His innovative piece ‘Cloud Drive’, an interactive ceramic-based artwork reflecting on tensions between the public and the personal, was one of the pieces showcased at the inaugural exhibition at HOTA, Home of the Arts, Australia’s largest regional gallery on the Gold Coast.

Abdul Abdullah

Hailing from Perth and now living in Sydney, Abdul Abdullah works across a variety of media. His pieces focus on the experience of marginalised community groups, reflecting his coming of age in the post-September 11 era as a Muslim Australian.

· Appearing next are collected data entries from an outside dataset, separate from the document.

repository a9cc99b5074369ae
use axum::http::StatusCode;

/// Health check endpoint to verify API status
pub async fn health_check() -> (StatusCode, String) {
    (StatusCode::OK, "Healthy!".to_string())
}
use async_trait::async_trait;

use crate::models::invite::SessionInvite;
use crate::models::live_session::LiveSession;
use crate::models::participant::SessionParticipant;
use crate::services::errors::session_coordinator_errors::SessionCoordinatorError;
use crate::services::session_coordinator::SessionCoordinator;

#[cfg(test)]
use mockall::automock;

/// The slice of the coordinator a watcher talks to.
#[cfg_attr(test, automock)]
#[async_trait]
pub trait SessionGateway: Send + Sync {
    async fn active_session_for_host(
        &self,
        host_id: &str,
    ) -> Result<Option<LiveSession>, SessionCoordinatorError>;

    async fn session_participants(
        &self,
        session_id: &str,
    ) -> Result<Vec<SessionParticipant>, SessionCoordinatorError>;

    async fn pending_invites(
        &self,
        host_id: &str,
    ) -> Result<Vec<SessionInvite>, SessionCoordinatorError>;

    async fn transition_to_cooldown(
        &self,
        caller_id: &str,
        session_id: &str,
    ) -> Result<LiveSession, SessionCoordinatorError>;
}

#[async_trait]
impl SessionGateway for SessionCoordinator {
    async fn active_session_for_host(
        &self,
        host_id: &str,
    ) -> Result<Option<LiveSession>, SessionCoordinatorError> {
        self.get_active_session_for_host(host_id).await
    }

    async fn session_participants(
        &self,
        session_id: &str,
    ) -> Result<Vec<SessionParticipant>, SessionCoordinatorError> {
        self.get_session_participants(session_id).await
    }

    async fn pending_invites(
        &self,
        host_id: &str,
    ) -> Result<Vec<SessionInvite>, SessionCoordinatorError> {
        SessionCoordinator::pending_invites(self, host_id).await
    }

    async fn transition_to_cooldown(
        &self,
        caller_id: &str,
        session_id: &str,
    ) -> Result<LiveSession, SessionCoordinatorError> {
        SessionCoordinator::transition_to_cooldown(self, caller_id, session_id).await
    }
}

His award-winning piece A Terrible Burden highlights the way ownership has been inscribed on Australia cartographically and aesthetically, since invasion, and was temporarily removed from a touring exhibition following comments by federal MP George Christensen.

Janet Laurence

Bushfires and floods rage all around us, yet we are told natural disasters are not the time to discuss climate change. For Janet Laurence, the environment became explicitly political in her practice in the late 1990s, when she witnessed the impact of land clearing during a residency. Now, Laurence’s poignantly beautiful works, ranging from print and photo-media to sculpture and installation, unapologetically focus on the devastating impact of climate change.

One of Janet’s major installation pieces, Deep Breathing: Resuscitation for the Reef (2015–16/2019), included footage of coral and marine life filmed during a residency at Lizard Island, a site where the reef is monitored for coral bleaching.

Sam Petersen

The work of Melbourne-based, self-described “disabled, queer, dyslexia, nerdy person” artist, writer and performer Sam Petersen is informed by her disability and sexuality, and particularly focuses on access – physical, professional, social. Petersen has described plasticine as a “great subverter of space, and therefore potentially of people’s minds”, and uses it in installation works, exploring its malleable and opaque properties.

Her confronting 2020 work My Pee Is Political looks at the difficulties faced by people with a disability when it comes to something as simple as going for a wee, and utilises some of the artist’s own urine.

Christine Emily Yaha

Graphic designer and illustrator, Christine Emily Yaha, is the artist behind Pink Bits. Pink Bits largely operates on Instagram (@pink_bits) and celebrates and strives to provide artistic representation of daily realities and diverse bodies for those who are not commonly featured in mainstream media. “I draw the bits and shapes we’ve been told to hide,” says Emily.